**TASK GOAL**
List every line in this data where the string "enum" occurs.

**SUPPLIED RECORDS**
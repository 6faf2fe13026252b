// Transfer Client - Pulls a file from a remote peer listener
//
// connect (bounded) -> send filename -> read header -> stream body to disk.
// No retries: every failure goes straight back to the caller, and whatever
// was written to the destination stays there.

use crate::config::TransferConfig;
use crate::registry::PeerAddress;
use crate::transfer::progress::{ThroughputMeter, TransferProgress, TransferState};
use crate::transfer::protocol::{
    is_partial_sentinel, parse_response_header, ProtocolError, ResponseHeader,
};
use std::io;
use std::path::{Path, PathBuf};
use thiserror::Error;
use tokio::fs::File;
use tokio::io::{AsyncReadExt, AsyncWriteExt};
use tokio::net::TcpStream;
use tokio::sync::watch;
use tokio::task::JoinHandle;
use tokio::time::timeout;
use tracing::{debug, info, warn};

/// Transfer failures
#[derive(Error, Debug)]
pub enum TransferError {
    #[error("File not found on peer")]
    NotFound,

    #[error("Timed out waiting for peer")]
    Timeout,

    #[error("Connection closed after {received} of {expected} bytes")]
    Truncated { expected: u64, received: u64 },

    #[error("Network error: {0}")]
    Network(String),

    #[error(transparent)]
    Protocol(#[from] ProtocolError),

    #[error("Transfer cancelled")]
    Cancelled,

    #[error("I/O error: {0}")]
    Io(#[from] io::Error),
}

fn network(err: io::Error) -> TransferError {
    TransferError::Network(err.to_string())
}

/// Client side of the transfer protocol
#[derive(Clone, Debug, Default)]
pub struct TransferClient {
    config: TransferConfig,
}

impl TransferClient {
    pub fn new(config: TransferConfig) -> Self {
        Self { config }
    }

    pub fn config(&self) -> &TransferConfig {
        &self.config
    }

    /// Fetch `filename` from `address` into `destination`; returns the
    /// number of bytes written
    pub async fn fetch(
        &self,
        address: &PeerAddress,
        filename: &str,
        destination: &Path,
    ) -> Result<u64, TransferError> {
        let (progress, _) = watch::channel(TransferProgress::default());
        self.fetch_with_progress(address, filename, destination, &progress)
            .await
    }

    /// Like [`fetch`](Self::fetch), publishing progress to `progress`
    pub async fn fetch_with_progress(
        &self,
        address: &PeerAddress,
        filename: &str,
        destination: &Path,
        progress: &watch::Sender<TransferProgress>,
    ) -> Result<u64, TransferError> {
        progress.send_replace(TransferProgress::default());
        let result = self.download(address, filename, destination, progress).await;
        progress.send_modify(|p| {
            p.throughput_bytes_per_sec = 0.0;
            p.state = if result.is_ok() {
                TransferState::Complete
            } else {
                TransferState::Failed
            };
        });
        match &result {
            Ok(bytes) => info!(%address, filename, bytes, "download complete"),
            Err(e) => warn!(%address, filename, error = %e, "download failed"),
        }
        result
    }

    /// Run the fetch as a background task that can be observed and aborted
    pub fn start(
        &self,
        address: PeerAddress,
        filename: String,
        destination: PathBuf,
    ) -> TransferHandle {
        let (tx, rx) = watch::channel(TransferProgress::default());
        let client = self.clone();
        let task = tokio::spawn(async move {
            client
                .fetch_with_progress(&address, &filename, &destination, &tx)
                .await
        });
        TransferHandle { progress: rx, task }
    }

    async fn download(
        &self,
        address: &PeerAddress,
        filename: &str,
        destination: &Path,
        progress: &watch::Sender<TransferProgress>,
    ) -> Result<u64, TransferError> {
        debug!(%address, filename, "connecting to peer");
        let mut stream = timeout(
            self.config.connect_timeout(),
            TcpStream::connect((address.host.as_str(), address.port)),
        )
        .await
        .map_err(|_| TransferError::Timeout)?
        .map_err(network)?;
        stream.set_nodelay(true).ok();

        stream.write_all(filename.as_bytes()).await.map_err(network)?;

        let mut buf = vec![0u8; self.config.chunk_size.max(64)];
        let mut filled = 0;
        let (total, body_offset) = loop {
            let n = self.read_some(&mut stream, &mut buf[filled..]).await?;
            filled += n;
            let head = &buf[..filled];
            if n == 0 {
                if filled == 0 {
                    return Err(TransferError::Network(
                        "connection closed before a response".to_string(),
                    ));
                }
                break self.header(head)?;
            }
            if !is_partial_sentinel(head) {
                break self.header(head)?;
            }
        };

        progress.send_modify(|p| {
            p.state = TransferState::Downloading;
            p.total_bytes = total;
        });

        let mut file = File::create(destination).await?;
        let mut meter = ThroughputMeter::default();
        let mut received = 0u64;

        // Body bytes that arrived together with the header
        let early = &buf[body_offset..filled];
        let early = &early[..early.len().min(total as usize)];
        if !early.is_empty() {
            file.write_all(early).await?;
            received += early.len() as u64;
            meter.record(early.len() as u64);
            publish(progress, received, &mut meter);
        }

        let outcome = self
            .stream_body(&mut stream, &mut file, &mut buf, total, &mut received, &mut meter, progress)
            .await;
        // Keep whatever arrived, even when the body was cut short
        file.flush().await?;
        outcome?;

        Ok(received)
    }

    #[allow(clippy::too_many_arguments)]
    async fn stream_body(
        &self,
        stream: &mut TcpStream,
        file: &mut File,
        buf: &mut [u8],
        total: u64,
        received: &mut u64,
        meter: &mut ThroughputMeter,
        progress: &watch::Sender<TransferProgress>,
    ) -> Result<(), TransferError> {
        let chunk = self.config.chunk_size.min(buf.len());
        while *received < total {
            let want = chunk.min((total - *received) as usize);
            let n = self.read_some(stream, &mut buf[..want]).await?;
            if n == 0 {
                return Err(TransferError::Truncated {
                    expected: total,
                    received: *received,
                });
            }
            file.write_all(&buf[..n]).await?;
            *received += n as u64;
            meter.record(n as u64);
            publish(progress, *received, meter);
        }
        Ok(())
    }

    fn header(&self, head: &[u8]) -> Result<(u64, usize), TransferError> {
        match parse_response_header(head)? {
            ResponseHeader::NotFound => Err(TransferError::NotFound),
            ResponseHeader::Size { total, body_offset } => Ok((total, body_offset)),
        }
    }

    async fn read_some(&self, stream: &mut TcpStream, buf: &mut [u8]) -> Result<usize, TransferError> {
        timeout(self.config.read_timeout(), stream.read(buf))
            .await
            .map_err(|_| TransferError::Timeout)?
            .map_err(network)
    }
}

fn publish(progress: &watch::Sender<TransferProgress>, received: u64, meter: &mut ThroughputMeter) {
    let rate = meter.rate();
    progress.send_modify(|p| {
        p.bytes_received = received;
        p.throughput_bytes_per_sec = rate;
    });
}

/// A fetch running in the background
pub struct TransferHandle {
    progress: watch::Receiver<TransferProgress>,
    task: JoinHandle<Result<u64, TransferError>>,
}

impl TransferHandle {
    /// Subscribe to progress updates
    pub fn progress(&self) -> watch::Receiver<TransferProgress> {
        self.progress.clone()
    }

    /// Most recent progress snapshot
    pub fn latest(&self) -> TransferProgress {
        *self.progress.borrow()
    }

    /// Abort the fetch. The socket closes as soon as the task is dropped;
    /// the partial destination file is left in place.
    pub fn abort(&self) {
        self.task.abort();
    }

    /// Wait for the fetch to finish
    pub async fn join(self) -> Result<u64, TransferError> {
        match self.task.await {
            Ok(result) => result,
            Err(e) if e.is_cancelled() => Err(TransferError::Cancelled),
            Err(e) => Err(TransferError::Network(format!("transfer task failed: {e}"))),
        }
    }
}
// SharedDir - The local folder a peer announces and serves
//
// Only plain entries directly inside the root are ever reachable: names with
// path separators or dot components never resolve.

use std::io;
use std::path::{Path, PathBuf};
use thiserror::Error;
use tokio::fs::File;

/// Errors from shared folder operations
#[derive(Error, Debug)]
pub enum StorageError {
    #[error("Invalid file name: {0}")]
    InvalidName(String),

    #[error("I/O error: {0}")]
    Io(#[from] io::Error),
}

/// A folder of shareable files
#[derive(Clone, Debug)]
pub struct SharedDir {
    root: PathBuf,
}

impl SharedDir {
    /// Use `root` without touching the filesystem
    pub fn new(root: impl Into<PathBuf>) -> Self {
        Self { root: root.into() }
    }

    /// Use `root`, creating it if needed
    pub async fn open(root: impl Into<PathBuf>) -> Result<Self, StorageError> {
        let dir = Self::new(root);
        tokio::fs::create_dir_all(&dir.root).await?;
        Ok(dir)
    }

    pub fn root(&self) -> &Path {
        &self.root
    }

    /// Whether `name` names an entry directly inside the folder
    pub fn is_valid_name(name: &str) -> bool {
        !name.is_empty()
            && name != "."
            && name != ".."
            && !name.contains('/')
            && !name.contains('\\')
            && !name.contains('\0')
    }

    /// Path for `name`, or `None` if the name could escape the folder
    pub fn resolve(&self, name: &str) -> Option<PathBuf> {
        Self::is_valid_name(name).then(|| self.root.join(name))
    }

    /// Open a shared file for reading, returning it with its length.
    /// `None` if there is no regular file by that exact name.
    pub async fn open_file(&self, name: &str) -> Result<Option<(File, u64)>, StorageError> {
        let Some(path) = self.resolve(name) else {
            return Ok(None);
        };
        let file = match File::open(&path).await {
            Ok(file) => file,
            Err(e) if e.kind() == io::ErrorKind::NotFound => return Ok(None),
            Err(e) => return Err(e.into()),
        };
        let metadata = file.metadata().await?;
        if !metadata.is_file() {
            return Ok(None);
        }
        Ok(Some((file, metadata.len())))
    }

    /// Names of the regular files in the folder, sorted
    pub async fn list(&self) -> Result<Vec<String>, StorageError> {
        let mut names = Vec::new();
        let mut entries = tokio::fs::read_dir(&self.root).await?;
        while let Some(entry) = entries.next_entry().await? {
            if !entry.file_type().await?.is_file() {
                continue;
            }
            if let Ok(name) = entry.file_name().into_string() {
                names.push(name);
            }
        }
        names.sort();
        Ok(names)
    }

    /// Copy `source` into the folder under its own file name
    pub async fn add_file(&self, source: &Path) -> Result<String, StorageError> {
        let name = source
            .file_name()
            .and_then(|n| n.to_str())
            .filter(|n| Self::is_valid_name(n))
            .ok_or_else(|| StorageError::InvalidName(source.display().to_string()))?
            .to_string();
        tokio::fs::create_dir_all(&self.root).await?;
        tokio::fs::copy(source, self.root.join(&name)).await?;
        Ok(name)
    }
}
* * *
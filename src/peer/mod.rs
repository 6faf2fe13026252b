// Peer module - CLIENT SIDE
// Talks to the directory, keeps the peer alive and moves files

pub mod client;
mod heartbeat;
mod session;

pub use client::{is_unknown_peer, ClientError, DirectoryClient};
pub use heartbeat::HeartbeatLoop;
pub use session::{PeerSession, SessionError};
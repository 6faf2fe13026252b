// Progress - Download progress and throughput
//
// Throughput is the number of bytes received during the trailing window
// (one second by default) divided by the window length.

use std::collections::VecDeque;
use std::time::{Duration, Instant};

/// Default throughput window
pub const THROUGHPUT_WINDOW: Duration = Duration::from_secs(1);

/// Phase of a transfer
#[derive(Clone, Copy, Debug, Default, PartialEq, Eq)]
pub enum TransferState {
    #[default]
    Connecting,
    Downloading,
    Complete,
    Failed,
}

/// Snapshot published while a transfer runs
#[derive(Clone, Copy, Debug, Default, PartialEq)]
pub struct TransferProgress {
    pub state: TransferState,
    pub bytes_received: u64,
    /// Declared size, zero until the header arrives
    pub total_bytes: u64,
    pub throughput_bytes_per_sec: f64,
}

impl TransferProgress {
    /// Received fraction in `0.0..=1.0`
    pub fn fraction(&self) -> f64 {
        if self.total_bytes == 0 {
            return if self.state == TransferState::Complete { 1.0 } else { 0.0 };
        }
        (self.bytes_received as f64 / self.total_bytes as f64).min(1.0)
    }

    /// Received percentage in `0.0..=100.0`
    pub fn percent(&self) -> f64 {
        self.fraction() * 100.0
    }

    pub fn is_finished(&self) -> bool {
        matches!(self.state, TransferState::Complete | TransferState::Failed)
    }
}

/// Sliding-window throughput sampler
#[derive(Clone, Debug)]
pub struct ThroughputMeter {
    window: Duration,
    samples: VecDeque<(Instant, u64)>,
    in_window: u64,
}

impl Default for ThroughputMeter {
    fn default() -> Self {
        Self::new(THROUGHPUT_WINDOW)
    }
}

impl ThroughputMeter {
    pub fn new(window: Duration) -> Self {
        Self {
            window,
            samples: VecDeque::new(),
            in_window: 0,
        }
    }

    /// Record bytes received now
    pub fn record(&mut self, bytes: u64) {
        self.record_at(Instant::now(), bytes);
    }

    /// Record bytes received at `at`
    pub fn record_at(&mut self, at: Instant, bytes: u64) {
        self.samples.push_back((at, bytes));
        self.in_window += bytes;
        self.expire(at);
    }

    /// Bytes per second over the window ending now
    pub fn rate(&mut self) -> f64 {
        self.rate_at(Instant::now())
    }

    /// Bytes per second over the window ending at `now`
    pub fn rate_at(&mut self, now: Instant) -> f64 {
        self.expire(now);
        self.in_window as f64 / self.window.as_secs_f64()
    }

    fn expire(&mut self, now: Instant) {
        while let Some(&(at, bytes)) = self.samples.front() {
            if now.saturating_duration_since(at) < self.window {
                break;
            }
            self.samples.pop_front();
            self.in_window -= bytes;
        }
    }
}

**TASK ANSWER**
pub enum TransferError {
pub enum StorageError {
pub enum TransferState {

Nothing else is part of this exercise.